「背景にロシアの圧力への切迫感」北欧2カ国の譲歩も…今後は?専門家解説(2022年6月29日)

「背景にロシアの圧力への切迫感」北欧2カ国の譲歩も…今後は?専門家解説(2022年6月29日)

「背景にロシアの圧力への切迫感」北欧2カ国の譲歩も…今後は?専門家解説(2022年6月29日)

スウェーデンとフィンランドのNATO加盟をトルコのエルドアン大統領が難色を示していたが、一転、合意をしました。現地はどう受け止めたのでしょうか。

◆金指光宏記者に聞きます。
合意の発表を受けて、プレスセンターでもどよめきが起きました。今はプレスセンターには多くの記者が詰めかけていますが、きのう夜、合意が発表されたときには、この10分の1ほどしかいませんでした。今回、北欧2カ国の加盟問題は、首脳会議の重要なトピックでしたが、さすがに協議をして、その日のうちに合意に至るということは予想しておらず、多くの記者が帰ってしまっていました。残っていた記者にとっても、大きなサプライズでした。トルコメディアの記者に合意発表後、話を聞きましたが、「すでに合意に至らずという内容でVTRを作っていた。一からやり直さないといけない」と話し、夜遅くまで作業をしていました。

(Q.トルコ政府は、合意後の声明で「欲しいものは得た」と発表しましたが、スウェーデン、フィンランドは大きな譲歩を決断した形ということでしょうか)
まさにその通りです。スウェーデンには、国内にクルド人約10万人が暮らしています。今回、トルコとの合意を受けて、国内からは、クルド人の民族全体への影響、つまりトルコやシリアで暮らす人の運命を左右しかねないと怒りや不安の声が上がっています。フィンランドからも人権問題に対する危惧の声が上がっています。北欧の2カ国は、NATO加盟を優先したことで、国内からの批判への対応が求められることになります。2カ国は、批判が起きるということはわかっていましたが、ロシアへの脅威を前に、難しい国内事情をのみ込んででも、NATO加盟への道を選ばざるを得なかったということです。

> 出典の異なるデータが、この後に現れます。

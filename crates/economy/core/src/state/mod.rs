//! Player-owned state: wallet, stats, artifacts, equipment, progress.
//!
//! These types mirror the per-user documents held by the external store.
//! The core only ever reads a snapshot and produces a new snapshot plus a
//! changed-field mask; writing the snapshot back is the runtime's job.

pub mod artifact;
pub mod delta;
pub mod progress;
pub mod stats;
pub mod wallet;

pub use artifact::{
    ArtifactInstance, ArtifactKind, ArtifactLocation, ArtifactSlot, ArtifactSlots, EquipError,
    EquipSlot, Equipment, SlotIndex,
};
pub use delta::{ProgressChanges, ProgressFields};
pub use progress::{StageProgress, UserProgress};
pub use stats::{BonusTotals, StatBlock, StatKey, StatVector};
pub use wallet::{Currency, Wallet};
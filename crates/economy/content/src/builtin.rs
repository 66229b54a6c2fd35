//! Built-in catalog tables.
//!
//! These are the shipped game tables; deployments can override the chest
//! and artifact catalogs with RON files through the loaders. Quest
//! rewards are a fixed 16-stage campaign and have no override path.

use economy_core::{
    ChestDefinition, Price, QuestDefinition, QuestReward, Rarity, RollRange, RollSpec,
    state::Currency,
};

/// The five shop chests.
pub fn builtin_chests() -> Vec<ChestDefinition> {
    fn chest(
        id: u32,
        name: &str,
        rarity: Rarity,
        price: Option<Price>,
        base: (i32, i32),
        bonus: (i32, i32),
    ) -> ChestDefinition {
        ChestDefinition {
            id,
            name: name.to_string(),
            rarity,
            price,
            roll: RollSpec::new(
                RollRange::new(base.0, base.1),
                RollRange::new(bonus.0, bonus.1),
            ),
        }
    }

    vec![
        chest(
            1,
            "Bronze Chest",
            Rarity::Common,
            Some(Price::new(Currency::Shards, 100)),
            (5, 15),
            (1, 3),
        ),
        chest(
            2,
            "Silver Chest",
            Rarity::Uncommon,
            Some(Price::new(Currency::Shards, 200)),
            (10, 25),
            (2, 5),
        ),
        chest(
            3,
            "Gold Chest",
            Rarity::Rare,
            Some(Price::new(Currency::Crystals, 2)),
            (20, 40),
            (5, 10),
        ),
        chest(
            4,
            "Mythic Chest",
            Rarity::Epic,
            Some(Price::new(Currency::Cores, 1)),
            (50, 80),
            (10, 20),
        ),
        chest(5, "Daily Chest", Rarity::Free, None, (1, 5), (0, 1)),
    ]
}

/// The 16-stage quest campaign, free and pro reward tracks.
pub fn builtin_quests() -> Vec<QuestDefinition> {
    fn quest(stage: u32, free: QuestReward, pro: QuestReward) -> QuestDefinition {
        QuestDefinition { stage, free, pro }
    }

    vec![
        quest(
            1,
            QuestReward::new(50, &[]),
            QuestReward::new(100, &["Wooden Sword"]),
        ),
        quest(
            2,
            QuestReward::new(100, &[]),
            QuestReward::new(200, &["Iron Shield"]),
        ),
        quest(
            3,
            QuestReward::new(150, &["Bronze Ring"]),
            QuestReward::new(300, &["Silver Ring"]),
        ),
        quest(
            4,
            QuestReward::new(200, &[]),
            QuestReward::new(400, &["Magic Staff"]),
        ),
        quest(
            5,
            QuestReward::new(250, &[]),
            QuestReward::new(500, &["Dragon Scale"]),
        ),
        quest(
            6,
            QuestReward::new(300, &["Hunter Bow"]),
            QuestReward::new(600, &["Elven Bow"]),
        ),
        quest(
            7,
            QuestReward::new(350, &[]),
            QuestReward::new(700, &["Rare Crystal"]),
        ),
        quest(
            8,
            QuestReward::new(400, &["Leather Armor"]),
            QuestReward::new(800, &["Steel Armor"]),
        ),
        quest(
            9,
            QuestReward::new(450, &[]),
            QuestReward::new(900, &["Fire Amulet"]),
        ),
        quest(
            10,
            QuestReward::new(500, &["Magic Scroll"]),
            QuestReward::new(1000, &["Ancient Scroll"]),
        ),
        quest(
            11,
            QuestReward::new(550, &[]),
            QuestReward::new(1100, &["Sacred Gem"]),
        ),
        quest(
            12,
            QuestReward::new(600, &["Silver Helmet"]),
            QuestReward::new(1200, &["Golden Helmet"]),
        ),
        quest(
            13,
            QuestReward::new(700, &[]),
            QuestReward::new(1400, &["Ice Crystal"]),
        ),
        quest(
            14,
            QuestReward::new(800, &["Wizard Cloak"]),
            QuestReward::new(1600, &["Enchanted Cloak"]),
        ),
        quest(
            15,
            QuestReward::new(900, &[]),
            QuestReward::new(1800, &["Phoenix Feather"]),
        ),
        quest(
            16,
            QuestReward::new(1000, &["Hero Crown"]),
            QuestReward::new(2000, &["Legendary Crown"]),
        ),
    ]
}

#[cfg(test)]
mod tests {
    use super::*;

    #[test]
    fn sixteen_stages_in_order() {
        let quests = builtin_quests();
        assert_eq!(quests.len(), 16);
        for (idx, quest) in quests.iter().enumerate() {
            assert_eq!(quest.stage, idx as u32 + 1);
            // Pro track always pays double coins.
            assert_eq!(quest.pro.coins, quest.free.coins * 2);
        }
    }

    #[test]
    fn only_the_daily_chest_is_free() {
        let chests = builtin_chests();
        assert_eq!(chests.len(), 5);
        let free: Vec<_> = chests.iter().filter(|c| c.price.is_none()).collect();
        assert_eq!(free.len(), 1);
        assert_eq!(free[0].name, "Daily Chest");
    }

    #[test]
    fn roll_bounds_are_well_formed() {
        for chest in builtin_chests() {
            assert!(chest.roll.base.lo <= chest.roll.base.hi);
            assert!(chest.roll.bonus.lo <= chest.roll.bonus.hi);
            assert!(chest.roll.base.lo >= 0);
            assert!(chest.roll.bonus.lo >= 0);
        }
    }
}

急転直下の背景には、スウェーデン・フィンランドの譲歩があったということですが、そこまで差し迫っていたとうことだったのでしょうか。

◆防衛省防衛研究所の兵頭慎治さんに聞きました。
兵頭さんは、その背景を“ロシアの圧力への切迫感”といいます。「今回のNATO首脳会で加盟が決まらないと、数カ月、先送りの可能性がある。ロシアの軍事的プレッシャーが迫っているので、譲歩してでも、早く加盟を決めたかった」という思いがあったとみています。

兵頭さんは、スウェーデン・フィンランドのNATO加盟によって「NATOとロシアの境界線で軍事的緊張がさらに高まり、冷戦時代のように対立が深まるだろう」と話します。また、NATOメンバーのアメリカと同盟を結ぶ日本にも影響を与えるといいます。「ロシアは今まで以上に日米同盟を否定的になるだろう。日本周辺でのロシア軍の行動にも注意が必要だ」と話します。